Work to complete
Please return each record exactly as it stands.

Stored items
____

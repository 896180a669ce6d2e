use crate::config::SharedConfig;
use crate::error::{OrchestratorError, Result};
use crate::function::Function;
use crate::guest_client::{GuestDialer, GuestRpc};
use crate::hypervisor::HypervisorClient;
use crate::metrics;
use crate::orchestrator::Orchestrator;
use crate::runtime::ContainerRuntime;
use std::collections::HashMap;
use std::sync::Arc;
use tokio::sync::RwLock;
use tracing::{instrument, warn};
use uuid::Uuid;

/// Result of a [`FuncPool::serve`] call: the guest's reply and whether this
/// call's own `AddInstance` fired the boot latch (spec §4.4 step 5).
pub struct ServeOutcome {
    pub reply: String,
    pub is_cold_start: bool,
}

/// `fID → Function` map, insert-only in the reference design (spec §3).
/// Generic over the same collaborators the [`Orchestrator`] is, so a single
/// fake-backed instantiation drives both in unit tests.
pub struct FuncPool<H: HypervisorClient, R: ContainerRuntime, G: GuestDialer> {
    functions: RwLock<HashMap<String, Arc<Function>>>,
    config: SharedConfig,
    orchestrator: Arc<Orchestrator<H, R, G>>,
}

impl<H: HypervisorClient + 'static, R: ContainerRuntime + 'static, G: GuestDialer + 'static>
    FuncPool<H, R, G>
{
    pub fn new(config: SharedConfig, orchestrator: Arc<Orchestrator<H, R, G>>) -> Self {
        FuncPool {
            functions: RwLock::new(HashMap::new()),
            config,
            orchestrator,
        }
    }

    /// Looks up `fID`, inserting a fresh [`Function`] on first sight.
    /// Functions are never removed for the lifetime of the process (spec §3
    /// "Lifecycles").
    pub async fn get_or_create(&self, fid: &str, image_name: &str) -> Arc<Function> {
        if let Some(function) = self.functions.read().await.get(fid) {
            return function.clone();
        }
        let mut functions = self.functions.write().await;
        functions
            .entry(fid.to_string())
            .or_insert_with(|| {
                Arc::new(Function::new(
                    fid.to_string(),
                    image_name.to_string(),
                    self.config.pinned_func_num,
                ))
            })
            .clone()
    }

    /// Drives the boot-then-forward path of spec §4.4. Concurrent callers on
    /// the same cold `fID` race to become the boot leader; the loser(s) wait
    /// on the same latch and then proceed once an instance exists.
    #[instrument(skip(self, payload), fields(fid = %fid))]
    pub async fn serve(
        self: &Arc<Self>,
        fid: &str,
        image_name: &str,
        payload: &str,
    ) -> Result<ServeOutcome> {
        let function = self.get_or_create(fid, image_name).await;
        let mut is_cold_start = false;

        loop {
            // Enable the waiter before checking, so a `rearm` that fires
            // between the check and the wait is never missed. A `Notified`
            // only enqueues itself on first poll, not on creation, so it
            // must be pinned and explicitly `enable()`d rather than just
            // held until `.await`.
            let notified = function.boot_latch().notified();
            tokio::pin!(notified);
            notified.as_mut().enable();

            if !function.is_empty().await {
                break;
            }
            if function.boot_latch().try_become_leader() {
                is_cold_start = true;
                let result = self.add_instance(&function, image_name).await;
                function.boot_latch().rearm();
                result?;
                break;
            }
            notified.await;
        }

        let vm_id = function.current_instance().await.ok_or_else(|| {
            OrchestratorError::Internal(anyhow::anyhow!(
                "function {fid} has no instance after boot"
            ))
        })?;
        let vm_handle = self.orchestrator.registry().get(vm_id).await?;
        let reply = {
            let mut vm = vm_handle.lock().await;
            let conn = vm.conn.as_mut().ok_or_else(|| {
                OrchestratorError::Internal(anyhow::anyhow!(
                    "vm {vm_id} has no guest connection"
                ))
            })?;
            conn.say_hello(payload.to_string()).await?
        };

        if is_cold_start {
            metrics::record_cold_start();
        } else {
            metrics::record_warm_start();
        }

        let served_since_boot = function.record_served();
        if !function.is_pinned
            && self.config.served_threshold > 0
            && served_since_boot >= self.config.served_threshold
        {
            self.remove_instance(&function, false).await;
        }

        Ok(ServeOutcome {
            reply,
            is_cold_start,
        })
    }

    /// Reserves a fresh `vmID`, boots it via the orchestrator, and appends it
    /// on success. A failed `StartVM` is fatal to the caller's `Serve`; the
    /// caller re-arms the boot latch regardless of outcome (spec §4.4).
    ///
    /// The source's `vmID = fID + "_" + lastInstanceID` string scheme isn't
    /// reproduced: the Registry here is keyed by [`Uuid`], so a fresh
    /// `Uuid::new_v4()` is reserved per instance instead, which satisfies the
    /// same "no duplicate vmID" guarantee by construction.
    async fn add_instance(self: &Arc<Self>, function: &Arc<Function>, image_name: &str) -> Result<()> {
        let vm_id = Uuid::new_v4();
        self.orchestrator.start_vm(vm_id, image_name).await?;
        function.push_instance(vm_id).await;
        Ok(())
    }

    /// Dequeues the current instance and tears it down, synchronously or in
    /// the background, then re-arms the boot latch. Idempotent when the
    /// function has no instances (spec §4.4).
    #[instrument(skip(self, function), fields(fid = %function.fid))]
    pub async fn remove_instance(self: &Arc<Self>, function: &Arc<Function>, sync: bool) {
        let vm_id = match function.pop_instance().await {
            Some(id) => id,
            None => return,
        };
        function.boot_latch().rearm();

        if sync {
            if let Err(e) = self.evict(vm_id).await {
                warn!(vm_id = %vm_id, error = %e, "failed to evict instance");
            }
        } else {
            let pool = self.clone();
            tokio::spawn(async move {
                if let Err(e) = pool.evict(vm_id).await {
                    warn!(vm_id = %vm_id, error = %e, "failed to evict instance");
                }
            });
        }
    }

    /// `isSaveMemory` policy (spec §4.4): preserve the snapshot via the
    /// pause/snapshot/offload sequence, or fully tear the VM down.
    async fn evict(&self, vm_id: Uuid) -> Result<()> {
        if self.config.save_memory {
            self.orchestrator.pause_vm(vm_id).await?;
            self.orchestrator.create_snapshot(vm_id).await?;
            self.orchestrator.offload(vm_id).await?;
        } else {
            self.orchestrator.stop_single_vm(vm_id).await?;
        }
        Ok(())
    }

    pub async fn function_count(&self) -> usize {
        self.functions.read().await.len()
    }
}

____

Response to the exercise
repository 896180a669ce6d2e
use crate::config::SharedConfig;
use crate::error::{OrchestratorError, Result};
use crate::function::Function;
use crate::guest_client::{GuestDialer, GuestRpc};
use crate::hypervisor::HypervisorClient;
use crate::metrics;
use crate::orchestrator::Orchestrator;
use crate::runtime::ContainerRuntime;
use std::collections::HashMap;
use std::sync::Arc;
use tokio::sync::RwLock;
use tracing::{instrument, warn};
use uuid::Uuid;

/// Result of a [`FuncPool::serve`] call: the guest's reply and whether this
/// call's own `AddInstance` fired the boot latch (spec §4.4 step 5).
pub struct ServeOutcome {
    pub reply: String,
    pub is_cold_start: bool,
}

/// `fID → Function` map, insert-only in the reference design (spec §3).
/// Generic over the same collaborators the [`Orchestrator`] is, so a single
/// fake-backed instantiation drives both in unit tests.
pub struct FuncPool<H: HypervisorClient, R: ContainerRuntime, G: GuestDialer> {
    functions: RwLock<HashMap<String, Arc<Function>>>,
    config: SharedConfig,
    orchestrator: Arc<Orchestrator<H, R, G>>,
}

impl<H: HypervisorClient + 'static, R: ContainerRuntime + 'static, G: GuestDialer + 'static>
    FuncPool<H, R, G>
{
    pub fn new(config: SharedConfig, orchestrator: Arc<Orchestrator<H, R, G>>) -> Self {
        FuncPool {
            functions: RwLock::new(HashMap::new()),
            config,
            orchestrator,
        }
    }

    /// Looks up `fID`, inserting a fresh [`Function`] on first sight.
    /// Functions are never removed for the lifetime of the process (spec §3
    /// "Lifecycles").
    pub async fn get_or_create(&self, fid: &str, image_name: &str) -> Arc<Function> {
        if let Some(function) = self.functions.read().await.get(fid) {
            return function.clone();
        }
        let mut functions = self.functions.write().await;
        functions
            .entry(fid.to_string())
            .or_insert_with(|| {
                Arc::new(Function::new(
                    fid.to_string(),
                    image_name.to_string(),
                    self.config.pinned_func_num,
                ))
            })
            .clone()
    }

    /// Drives the boot-then-forward path of spec §4.4. Concurrent callers on
    /// the same cold `fID` race to become the boot leader; the loser(s) wait
    /// on the same latch and then proceed once an instance exists.
    #[instrument(skip(self, payload), fields(fid = %fid))]
    pub async fn serve(
        self: &Arc<Self>,
        fid: &str,
        image_name: &str,
        payload: &str,
    ) -> Result<ServeOutcome> {
        let function = self.get_or_create(fid, image_name).await;
        let mut is_cold_start = false;

        loop {
            // Enable the waiter before checking, so a `rearm` that fires
            // between the check and the wait is never missed. A `Notified`
            // only enqueues itself on first poll, not on creation, so it
            // must be pinned and explicitly `enable()`d rather than just
            // held until `.await`.
            let notified = function.boot_latch().notified();
            tokio::pin!(notified);
            notified.as_mut().enable();

            if !function.is_empty().await {
                break;
            }
            if function.boot_latch().try_become_leader() {
                is_cold_start = true;
                let result = self.add_instance(&function, image_name).await;
                function.boot_latch().rearm();
                result?;
                break;
            }
            notified.await;
        }

        let vm_id = function.current_instance().await.ok_or_else(|| {
            OrchestratorError::Internal(anyhow::anyhow!(
                "function {fid} has no instance after boot"
            ))
        })?;
        let vm_handle = self.orchestrator.registry().get(vm_id).await?;
        let reply = {
            let mut vm = vm_handle.lock().await;
            let conn = vm.conn.as_mut().ok_or_else(|| {
                OrchestratorError::Internal(anyhow::anyhow!(
                    "vm {vm_id} has no guest connection"
                ))
            })?;
            conn.say_hello(payload.to_string()).await?
        };

        if is_cold_start {
            metrics::record_cold_start();
        } else {
            metrics::record_warm_start();
        }

        let served_since_boot = function.record_served();
        if !function.is_pinned
            && self.config.served_threshold > 0
            && served_since_boot >= self.config.served_threshold
        {
            self.remove_instance(&function, false).await;
        }

        Ok(ServeOutcome {
            reply,
            is_cold_start,
        })
    }

    /// Reserves a fresh `vmID`, boots it via the orchestrator, and appends it
    /// on success. A failed `StartVM` is fatal to the caller's `Serve`; the
    /// caller re-arms the boot latch regardless of outcome (spec §4.4).
    ///
    /// The source's `vmID = fID + "_" + lastInstanceID` string scheme isn't
    /// reproduced: the Registry here is keyed by [`Uuid`], so a fresh
    /// `Uuid::new_v4()` is reserved per instance instead, which satisfies the
    /// same "no duplicate vmID" guarantee by construction.
    async fn add_instance(self: &Arc<Self>, function: &Arc<Function>, image_name: &str) -> Result<()> {
        let vm_id = Uuid::new_v4();
        self.orchestrator.start_vm(vm_id, image_name).await?;
        function.push_instance(vm_id).await;
        Ok(())
    }

    /// Dequeues the current instance and tears it down, synchronously or in
    /// the background, then re-arms the boot latch. Idempotent when the
    /// function has no instances (spec §4.4).
    #[instrument(skip(self, function), fields(fid = %function.fid))]
    pub async fn remove_instance(self: &Arc<Self>, function: &Arc<Function>, sync: bool) {
        let vm_id = match function.pop_instance().await {
            Some(id) => id,
            None => return,
        };
        function.boot_latch().rearm();

        if sync {
            if let Err(e) = self.evict(vm_id).await {
                warn!(vm_id = %vm_id, error = %e, "failed to evict instance");
            }
        } else {
            let pool = self.clone();
            tokio::spawn(async move {
                if let Err(e) = pool.evict(vm_id).await {
                    warn!(vm_id = %vm_id, error = %e, "failed to evict instance");
                }
            });
        }
    }

    /// `isSaveMemory` policy (spec §4.4): preserve the snapshot via the
    /// pause/snapshot/offload sequence, or fully tear the VM down.
    async fn evict(&self, vm_id: Uuid) -> Result<()> {
        if self.config.save_memory {
            self.orchestrator.pause_vm(vm_id).await?;
            self.orchestrator.create_snapshot(vm_id).await?;
            self.orchestrator.offload(vm_id).await?;
        } else {
            self.orchestrator.stop_single_vm(vm_id).await?;
        }
        Ok(())
    }

    pub async fn function_count(&self) -> usize {
        self.functions.read().await.len()
    }
}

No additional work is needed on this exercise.